DENVER—Thirty-two-year-old Illsia Novotny has had a hard time making the rent. Illsia is a single mother and a hairstylist. And the last thing on John Q. Public’s mind right lately has been getting a haircut. So Illsia’s rent has been late.
Life can be unkind to single mothers. I was raised by a single mother. I know what it’s like. Day-to-day living is like sprinting through a giant gameshow obstacle course while IRS agents chase you with chainsaws.
I remember my mother sitting at the kitchen table, paper bills scattered around her, her hair frazzled from a long day. She would be punching numbers into a calculator. And there was that look on her face. Fear. But she didn’t let on, not around us kids.
“How are we gonna pay our bills?” I would sometimes ask her.
She’d smile and say, “Little miracles happen every day.”
“Little miracles happen everyday?” Really? That was the best she could do? I thought this was ridiculous. “Give me a freaking break,” that was always my motto back then. How could one woman maintain such a Pollyanna attitude when the ship was going down? What planet was she living on?
But getting back to Illsia. Until recently, the salon where she works has been closed due to the coronavirus quarantines, just like the rest of civilization.
Thus, many of us guys have been forced to let our hair grow so long that we now resemble large skunk apes who wander around rural regions subsisting on a diet of whatever we can find in the woods. At least I am speaking for myself here.
I caught a glimpse of my own reflection yesterday during humid weather, my curly hair looks like a Chia Pet.
Still my hair complaints are petty compared to what Illsia has been going through.
A sole female breadwinner does not have it easy. If you ever want to know what it feels like to be a single mother, try this: Hold a crying baby on your hip and smile while the mechanic tells you your ‘89 Nissan needs a new alternator. Got it? Okay. Now set fire to your wallet while simultaneously cooking Hamburger Helper on a hot plate.
I don’t know how my mother did it.
So it was good news when the salon where Illsia works announced that they were opening again after months of closure. And even though Illsia wasn’t scheduled to work on Saturday, she went to work anyway.
It was an average weekend. The sun was shining. It had been a steady day of clients. Customers in the salon were more than ready to get their long hair cut.
One of the last customers of the day was a guy whose hair was a little shaggy over the ears. Illsia gave him a trim. They made small talk about this and that.
The man said he had just moved to Denver from Chicago. He was nice. Amiable. Chatty. He said he was a Chicago Cubs fan, but, hey, nobody’s perfect.
After the man paid his bill, he approached Illsia one last time, to thank her for the haircut. Before he left, he said in a serious voice: “Just so you know, it’s not a mistake.”
What a strange thing to say, Illsia was thinking. WHAT’S not a mistake? Did he like his haircut? Was he speaking in code?

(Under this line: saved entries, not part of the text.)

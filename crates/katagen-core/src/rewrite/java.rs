//! Java source rewrites: public-type demotion/promotion, test class
//! renaming, string-literal whitespace sanitizing, and the deterministic
//! stdin-driven JUnit suite builder.

use lazy_static::lazy_static;
use regex::Regex;

use super::RewriteOutcome;
use crate::scan::java::{JavaScan, TypeDecl, TypeKind};

/// Demote every top-level public type except one.
///
/// The survivor is `keep_name` when it names an existing public type,
/// otherwise the first non-interface public type, otherwise the first
/// public type declared. With zero or one public type this is a no-op.
pub fn demote_extra_public_types(source: &str, keep_name: Option<&str>) -> RewriteOutcome {
    let scan = JavaScan::new(source);
    let types = scan.top_level_types();
    let publics: Vec<&TypeDecl> = types.iter().filter(|t| t.is_public()).collect();
    if publics.len() <= 1 {
        return RewriteOutcome::unchanged(source);
    }

    let kept = select_kept(&publics, keep_name);
    let mut demoted: Vec<(usize, String)> = publics
        .iter()
        .filter(|t| t.name != kept)
        .filter_map(|t| t.public_at.map(|at| (at, t.name.clone())))
        .collect();
    // Highest start first so earlier offsets stay valid while editing.
    demoted.sort_by(|a, b| b.0.cmp(&a.0));

    let mut edited = source.to_string();
    let mut names = Vec::new();
    for (at, name) in &demoted {
        let at = *at;
        let mut end = at + "public".len();
        let bytes = edited.as_bytes();
        while end < bytes.len() && (bytes[end] == b' ' || bytes[end] == b'\t') {
            end += 1;
        }
        edited.replace_range(at..end, "");
        names.push(name.clone());
    }
    names.reverse();
    RewriteOutcome::changed(
        edited,
        format!("kept {kept} public, demoted {}", names.join(", ")),
    )
}

/// Promote one top-level type to public when none is.
///
/// Picks `keep_name` when it names a declared type, otherwise the first
/// non-interface type, otherwise the first declared. No-op when a public
/// type already exists or no type is declared.
pub fn promote_type_to_public(source: &str, keep_name: Option<&str>) -> RewriteOutcome {
    let scan = JavaScan::new(source);
    let types = scan.top_level_types();
    if types.is_empty() || types.iter().any(|t| t.is_public()) {
        return RewriteOutcome::unchanged(source);
    }

    let chosen = keep_name
        .and_then(|name| types.iter().find(|t| t.name == name))
        .or_else(|| types.iter().find(|t| t.kind != TypeKind::Interface))
        .unwrap_or(&types[0]);

    let mut edited = source.to_string();
    edited.insert_str(chosen.keyword_at, "public ");
    RewriteOutcome::changed(edited, format!("promoted {} to public", chosen.name))
}

/// Rename the first top-level public class to `new_name`, including its
/// explicit constructors. Idempotent: renaming to the current name is a
/// no-op.
pub fn rename_public_class(source: &str, new_name: &str) -> RewriteOutcome {
    let scan = JavaScan::new(source);
    let Some(decl) = scan
        .top_level_types()
        .into_iter()
        .find(|t| t.is_public() && t.kind == TypeKind::Class)
    else {
        return RewriteOutcome::unchanged(source);
    };
    if decl.name == new_name {
        return RewriteOutcome::unchanged(source);
    }

    let old_name = decl.name.clone();
    let body = scan.body_span(&decl);
    let name_start = decl.name_end - old_name.len();

    let mut edited = source.to_string();
    // Constructors first (inside the body, offsets above the declaration),
    // then the declaration itself.
    if let Some((start, end)) = body {
        let ctor_re = Regex::new(&format!(r"(^|[^\w.$]){}\s*\(", regex::escape(&old_name)))
            .expect("constructor regex");
        let masked_body = scan.masked()[start..end].to_string();
        let mut ctor_starts: Vec<usize> = ctor_re
            .captures_iter(&masked_body)
            .filter_map(|caps| {
                let prefix = caps.get(1).expect("group 1");
                let at = start + prefix.end();
                // `new Name(` is an instantiation, not a constructor.
                let before = masked_body[..prefix.start()].trim_end();
                if before.ends_with("new") {
                    None
                } else {
                    Some(at)
                }
            })
            .collect();
        ctor_starts.sort_unstable_by(|a, b| b.cmp(a));
        for at in ctor_starts {
            edited.replace_range(at..at + old_name.len(), new_name);
        }
    }
    edited.replace_range(name_start..decl.name_end, new_name);

    RewriteOutcome::changed(edited, format!("renamed {old_name} to {new_name}"))
}

/// Trim leading and trailing raw spaces/tabs from every Java string
/// literal, except literals that are entirely whitespace. Backslash
/// escapes are left uninterpreted.
pub fn sanitize_string_literal_whitespace(source: &str) -> RewriteOutcome {
    let scan = JavaScan::new(source);
    let mut spans = scan.string_literal_spans();
    spans.sort_unstable_by(|a, b| b.0.cmp(&a.0));

    let mut edited = source.to_string();
    let mut trimmed_count = 0usize;
    for (start, end) in spans {
        let literal = &edited[start..end];
        let trimmed = literal.trim_matches([' ', '\t']);
        if trimmed.is_empty() || trimmed == literal {
            continue;
        }
        let replacement = trimmed.to_string();
        edited.replace_range(start..end, &replacement);
        trimmed_count += 1;
    }
    if trimmed_count == 0 {
        RewriteOutcome::unchanged(source)
    } else {
        RewriteOutcome::changed(
            edited,
            format!("trimmed boundary whitespace in {trimmed_count} literal(s)"),
        )
    }
}

/// One captured sample for the stdin-driven suite builder.
#[derive(Debug, Clone)]
pub struct StdinCase {
    pub input: String,
    pub expected_stdout: String,
}

/// Build a deterministic JUnit class that feeds each sample to stdin via
/// `System.setIn` and compares captured stdout. The class is named
/// `<class_name>Test`.
pub fn build_stdin_test_suite(class_name: &str, cases: &[StdinCase]) -> String {
    let mut out = String::new();
    out.push_str("import org.junit.jupiter.api.AfterEach;\n");
    out.push_str("import org.junit.jupiter.api.BeforeEach;\n");
    out.push_str("import org.junit.jupiter.api.Test;\n");
    out.push_str("import static org.junit.jupiter.api.Assertions.assertEquals;\n\n");
    out.push_str("import java.io.ByteArrayInputStream;\n");
    out.push_str("import java.io.ByteArrayOutputStream;\n");
    out.push_str("import java.io.InputStream;\n");
    out.push_str("import java.io.PrintStream;\n");
    out.push_str("import java.nio.charset.StandardCharsets;\n\n");
    out.push_str(&format!("public class {class_name}Test {{\n"));
    out.push_str("    private InputStream originalIn;\n");
    out.push_str("    private PrintStream originalOut;\n");
    out.push_str("    private ByteArrayOutputStream captured;\n\n");
    out.push_str("    @BeforeEach\n    public void setUp() {\n");
    out.push_str("        originalIn = System.in;\n");
    out.push_str("        originalOut = System.out;\n");
    out.push_str("        captured = new ByteArrayOutputStream();\n");
    out.push_str("        System.setOut(new PrintStream(captured, true, StandardCharsets.UTF_8));\n");
    out.push_str("    }\n\n");
    out.push_str("    @AfterEach\n    public void tearDown() {\n");
    out.push_str("        System.setIn(originalIn);\n");
    out.push_str("        System.setOut(originalOut);\n");
    out.push_str("    }\n");
    for (i, case) in cases.iter().enumerate() {
        out.push_str(&format!(
            "\n    @Test\n    public void test_case_{}() throws Exception {{\n",
            i + 1
        ));
        out.push_str(&format!(
            "        System.setIn(new ByteArrayInputStream({}.getBytes(StandardCharsets.UTF_8)));\n",
            java_string_literal(&case.input)
        ));
        out.push_str(&format!(
            "        {class_name}.main(new String[0]);\n"
        ));
        out.push_str(&format!(
            "        assertEquals({}, captured.toString(StandardCharsets.UTF_8).trim());\n",
            java_string_literal(case.expected_stdout.trim())
        ));
        out.push_str("    }\n");
    }
    out.push_str("}\n");
    out
}

lazy_static! {
    static ref NEEDS_ESCAPE: Regex = Regex::new(r#"[\\"\n\r\t]"#).expect("static regex");
}

fn java_string_literal(text: &str) -> String {
    if !NEEDS_ESCAPE.is_match(text) {
        return format!("\"{text}\"");
    }
    let mut escaped = String::with_capacity(text.len() + 2);
    escaped.push('"');
    for c in text.chars() {
        match c {
            '\\' => escaped.push_str("\\\\"),
            '"' => escaped.push_str("\\\""),
            '\n' => escaped.push_str("\\n"),
            '\r' => escaped.push_str("\\r"),
            '\t' => escaped.push_str("\\t"),
            other => escaped.push(other),
        }
    }
    escaped.push('"');
    escaped
}

fn select_kept(publics: &[&TypeDecl], keep_name: Option<&str>) -> String {
    if let Some(name) = keep_name {
        if let Some(t) = publics.iter().find(|t| t.name == name) {
            return t.name.clone();
        }
    }
    publics
        .iter()
        .find(|t| t.kind != TypeKind::Interface)
        .unwrap_or(&publics[0])
        .name
        .clone()
}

After the man left the salon, the receptionist told Illsia that the man had left her a tip. So Illsia and her coworkers inspected the receipt. The guy left a tip, all right. He left a $2500 tip with Illsia’s name on it.
“I was crying,” Illsia said.
If I were a betting man, I would bet that a few of the other stylists were crying, too. After all, they weren’t just happy for Illsia. They were happy because he’d left more money. A lot more.
The mysterious Cubs fan left $500 for the receptionist, $1000 for the general manager, and $1800 for the salon’s 18 employees.
I imagine it was a regular weep fest inside that barbershop, with uncontrollable happy tears bursting from various inanimate objects. And I wouldn’t blame anyone whose mascara started to run that day. In fact, I almost cried while writing this. But I didn’t.
I would never do that.
“I’m a single mother,” Illsia explains. “It’s been a rough last few months, not knowing what’s going to happen. Not knowing when we might reopen so I could go back to work.”
Illsia admits that during this quarantine, her son has been frequently asking things like: “If you don’t have a job, Mom, how are we gonna pay our bills?”
I can relate to this boy.
But, Illsia says something else I can oddly relate to. She says something that sounds a little familiar to my ears. Something I swear I’ve heard before. She says that small things have been happening along the way since these hard times began. Things that have helped her family get through.
Her landlord, for instance, worked out an arrangement with her for her rent. Also, the utility company said they would be lenient with Illsia’s bills. Then, recently, some of her regular clients started sending money electronically, simply to show their support.
And just when the world couldn’t get any more unpredictable, some nameless Cubs fan stops in and leaves the mother of all tips.
Illsia’s rent is paid up until June.
In other words: Little miracles happen every day.